政府動く
しかし、政府は真実に気づきませんでした。
里の政権のウサギたちは、広陵高校の事件を重く見ていました。しかし、彼らが日頃から読んでいたのは、月影新聞が選んで伝える情報ばかりでした。SNSで子ウサギたちが発信していた生の声や、他の小さなメディアが伝える不都合な真実には、耳を傾けることがなかったのです。
月影新聞は、事件の原因を、**「掲示板(SNS)に飛び交った過剰な情報とデマ」**であるとすり替えました。そして、政府もまた、その言葉を鵜呑みにしました。
**「真実を告発した子ウサギたちの声は、デマである」**と断じられ、月影新聞の目論見はまんまと成功しました。

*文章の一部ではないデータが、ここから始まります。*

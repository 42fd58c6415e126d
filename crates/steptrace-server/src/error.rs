//! API error types with HTTP status code mapping.
//!
//! [`ApiError`] is the unified error type for all API endpoints. It implements
//! `axum::response::IntoResponse` to produce structured JSON error responses
//! with appropriate HTTP status codes.
//!
//! A traced program that fails is *not* an `ApiError`: compile errors and
//! runtime faults are part of the Trace, which is returned with `200`.

use axum::http::StatusCode;
use axum::response::{IntoResponse, Response};
use serde::Serialize;

/// Structured error detail in API responses.
#[derive(Debug, Clone, Serialize)]
pub struct ApiErrorDetail {
    /// Machine-readable error code (e.g., "BAD_REQUEST", "TIMEOUT").
    pub code: String,
    /// Human-readable error message.
    pub message: String,
    /// Optional structured details.
    #[serde(skip_serializing_if = "Option::is_none")]
    pub details: Option<serde_json::Value>,
}

#[derive(Debug, thiserror::Error)]
pub enum ApiError {
    /// Invalid request (400).
    #[error("bad request: {0}")]
    BadRequest(String),

    /// The trace did not finish before its deadline (504).
    #[error("execution exceeded the {seconds}s deadline")]
    Timeout { seconds: u64 },

    /// Internal server error (500).
    #[error("internal error: {0}")]
    InternalError(String),
}

impl IntoResponse for ApiError {
    fn into_response(self) -> Response {
        let (status, detail) = match &self {
            ApiError::BadRequest(msg) => (
                StatusCode::BAD_REQUEST,
                ApiErrorDetail {
                    code: "BAD_REQUEST".to_string(),
                    message: msg.clone(),
                    details: None,
                },
            ),
            ApiError::Timeout { seconds } => (
                StatusCode::GATEWAY_TIMEOUT,
                ApiErrorDetail {
                    code: "TIMEOUT".to_string(),
                    message: self.to_string(),
                    details: Some(serde_json::json!({ "timeout_secs": seconds })),
                },
            ),
            ApiError::InternalError(msg) => (
                StatusCode::INTERNAL_SERVER_ERROR,
                ApiErrorDetail {
                    code: "INTERNAL_ERROR".to_string(),
                    message: msg.clone(),
                    details: None,
                },
            ),
        };

        let body = serde_json::json!({
            "success": false,
            "error": detail,
        });

        (status, axum::Json(body)).into_response()
    }
}

impl From<std::io::Error> for ApiError {
    fn from(err: std::io::Error) -> Self {
        ApiError::InternalError(format!("worker I/O failed: {err}"))
    }
}
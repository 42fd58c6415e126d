//! Operators, comparisons and truthiness.
//!
//! Built-in types are handled natively; instances of user classes go through
//! their dunder methods (`__add__`, `__eq__`, `__lt__`, `__len__`, ...).

use std::cmp::Ordering;
use std::rc::Rc;

use steptrace_syntax::ast::{BinOp, CmpOp, UnaryOp};

use super::{Args, Interpreter};
use crate::error::{raise, ExcKind, RtResult};
use crate::format::{self, ReprHook};
use crate::value::{DictObj, ListObj, SeqKind, SetObj, Value};

/// Nesting depth at which structural comparison gives up.
const MAX_COMPARE_DEPTH: usize = 200;

/// Upper bound on the length of a repeated sequence (`[0] * n`).
const MAX_REPEAT_LEN: usize = 1 << 26;
//! Tree-walking interpreter for the traced language.
//!
//! Build an [`Interpreter`] around a [`LineHook`], hand it a module parsed by
//! `steptrace_syntax::parse`, and the hook is called immediately before every
//! source line executes with a [`LineContext`] describing the live frame
//! stack. Uncaught errors of the running program surface as [`Exception`].

pub mod builtins;
pub mod convert;
pub mod error;
pub mod format;
pub mod hook;
mod interp;
mod methods;
mod modules;
mod scope;
mod sort;
pub mod value;

// Re-export commonly used types
pub use error::{ExcKind, Exception, RtResult, TracebackEntry};
pub use hook::{FrameView, LineContext, LineHook, NoopHook};
pub use interp::{Args, Interpreter, InterpreterConfig};
pub use value::Value;
#[derive(Clone)]
pub enum Value {
    None,
    Bool(bool),
    Int(i64),
    Float(f64),
    Str(Rc<str>),
    List(Rc<ListObj>),
    Tuple(Rc<[Value]>),
    Dict(Rc<DictObj>),
    Set(Rc<SetObj>),
    Range(RangeObj),
    Function(Rc<Function>),
    Builtin(Builtin),
    BoundMethod(Rc<BoundMethod>),
    Class(Rc<Class>),
    Instance(Rc<Instance>),
    ExcClass(ExcKind),
    Exception(Rc<ExceptionObj>),
    Super(Rc<SuperObj>),
    Module(Rc<Module>),
    Iterator(Rc<IterObj>),
}

impl Value {
    pub fn str(text: impl AsRef<str>) -> Value {
        Value::Str(Rc::from(text.as_ref()))
    }

    pub fn list(items: Vec<Value>) -> Value {
        Value::List(ListObj::new(items))
    }

    pub fn tuple(items: Vec<Value>) -> Value {
        Value::Tuple(Rc::from(items))
    }

    pub fn dict(entries: Vec<(Value, Value)>) -> RtResult<Value> {
        let dict = DictObj::new(DictKind::Dict);
        for (k, v) in entries {
            dict.insert(k, v)?;
        }
        Ok(Value::Dict(Rc::new(dict)))
    }

    /// The name `type(value).__name__` reports.
    pub fn type_name(&self) -> &str {
        match self {
            Value::None => "NoneType",
            Value::Bool(_) => "bool",
            Value::Int(_) => "int",
            Value::Float(_) => "float",
            Value::Str(_) => "str",
            Value::List(l) => match l.kind {
                SeqKind::List => "list",
                SeqKind::Deque => "deque",
            },
            Value::Tuple(_) => "tuple",
            Value::Dict(d) => match d.kind {
                DictKind::Dict => "dict",
                DictKind::DefaultDict(_) => "defaultdict",
                DictKind::Counter => "Counter",
            },
            Value::Set(_) => "set",
            Value::Range(_) => "range",
            Value::Function(_) => "function",
            Value::Builtin(b) if b.is_type() => "type",
            Value::Builtin(_) => "builtin_function_or_method",
            Value::BoundMethod(_) => "method",
            Value::Class(_) | Value::ExcClass(_) => "type",
            Value::Instance(i) => &i.class.name,
            Value::Exception(e) => e.type_name(),
            Value::Super(_) => "super",
            Value::Module(_) => "module",
            Value::Iterator(it) => it.name,
        }
    }

    /// Truthiness for everything that does not involve user code. Instances
    /// are always true here; the interpreter consults `__bool__`/`__len__`
    /// before falling back to this.
    pub fn is_truthy(&self) -> bool {
        match self {
            Value::None => false,
            Value::Bool(b) => *b,
            Value::Int(i) => *i != 0,
            Value::Float(f) => *f != 0.0,
            Value::Str(s) => !s.is_empty(),
            Value::List(l) => !l.items.borrow().is_empty(),
            Value::Tuple(t) => !t.is_empty(),
            Value::Dict(d) => !d.entries.borrow().is_empty(),
            Value::Set(s) => !s.items.borrow().is_empty(),
            Value::Range(r) => r.len() > 0,
            _ => true,
        }
    }

    /// The `is` operator.
    pub fn is(&self, other: &Value) -> bool {
        match (self, other) {
            (Value::None, Value::None) => true,
            (Value::Bool(a), Value::Bool(b)) => a == b,
            (Value::Int(a), Value::Int(b)) => a == b,
            (Value::Float(a), Value::Float(b)) => a.to_bits() == b.to_bits(),
            (Value::Str(a), Value::Str(b)) => a == b,
            (Value::List(a), Value::List(b)) => Rc::ptr_eq(a, b),
            (Value::Tuple(a), Value::Tuple(b)) => Rc::ptr_eq(a, b) || (a.is_empty() && b.is_empty()),
            (Value::Dict(a), Value::Dict(b)) => Rc::ptr_eq(a, b),
            (Value::Set(a), Value::Set(b)) => Rc::ptr_eq(a, b),
            (Value::Range(a), Value::Range(b)) => a == b,
            (Value::Function(a), Value::Function(b)) => Rc::ptr_eq(a, b),
            (Value::Builtin(a), Value::Builtin(b)) => a == b,
            (Value::BoundMethod(a), Value::BoundMethod(b)) => Rc::ptr_eq(a, b),
            (Value::Class(a), Value::Class(b)) => Rc::ptr_eq(a, b),
            (Value::Instance(a), Value::Instance(b)) => Rc::ptr_eq(a, b),
            (Value::ExcClass(a), Value::ExcClass(b)) => a == b,
            (Value::Exception(a), Value::Exception(b)) => Rc::ptr_eq(a, b),
            (Value::Super(a), Value::Super(b)) => Rc::ptr_eq(a, b),
            (Value::Module(a), Value::Module(b)) => Rc::ptr_eq(a, b),
            (Value::Iterator(a), Value::Iterator(b)) => Rc::ptr_eq(a, b),
            _ => false,
        }
    }

    /// An address-like identity for `id()` and identity hashing.
    pub fn identity(&self) -> Option<usize> {
        let ptr = match self {
            Value::List(rc) => Rc::as_ptr(rc) as *const () as usize,
            Value::Tuple(rc) => Rc::as_ptr(rc) as *const () as usize,
            Value::Dict(rc) => Rc::as_ptr(rc) as *const () as usize,
            Value::Set(rc) => Rc::as_ptr(rc) as *const () as usize,
            Value::Function(rc) => Rc::as_ptr(rc) as *const () as usize,
            Value::BoundMethod(rc) => Rc::as_ptr(rc) as *const () as usize,
            Value::Class(rc) => Rc::as_ptr(rc) as *const () as usize,
            Value::Instance(rc) => Rc::as_ptr(rc) as *const () as usize,
            Value::Exception(rc) => Rc::as_ptr(rc) as *const () as usize,
            Value::Super(rc) => Rc::as_ptr(rc) as *const () as usize,
            Value::Module(rc) => Rc::as_ptr(rc) as *const () as usize,
            Value::Iterator(rc) => Rc::as_ptr(rc) as *const () as usize,
            Value::Str(rc) => Rc::as_ptr(rc) as *const () as usize,
            _ => return None,
        };
        Some(ptr)
    }

    pub fn as_int(&self) -> Option<i64> {
        match self {
            Value::Int(i) => Some(*i),
            Value::Bool(b) => Some(*b as i64),
            _ => None,
        }
    }

    pub fn as_float(&self) -> Option<f64> {
        match self {
            Value::Int(i) => Some(*i as f64),
            Value::Bool(b) => Some(*b as i64 as f64),
            Value::Float(f) => Some(*f),
            _ => None,
        }
    }

    pub fn is_exception_class(&self) -> bool {
        match self {
            Value::ExcClass(_) => true,
            Value::Class(c) => c.exception_root().is_some(),
            _ => false,
        }
    }
}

里の平和を守るためという名目のもと、政府はSNSの規制に乗り出しました。真実を告発するスレッドは次々と削除され、子ウサギたちの声はかき消されていきました。
こうして、月影新聞は、自分たちの権威と利益を守るため、自らの過ちを反省することなく、新たな敵(SNS)を作り出し、その自由を奪うことに成功したのです。里は再び、少数の者が情報を独占し、真実が隠蔽される危険な時代へと向かい始めたのでした。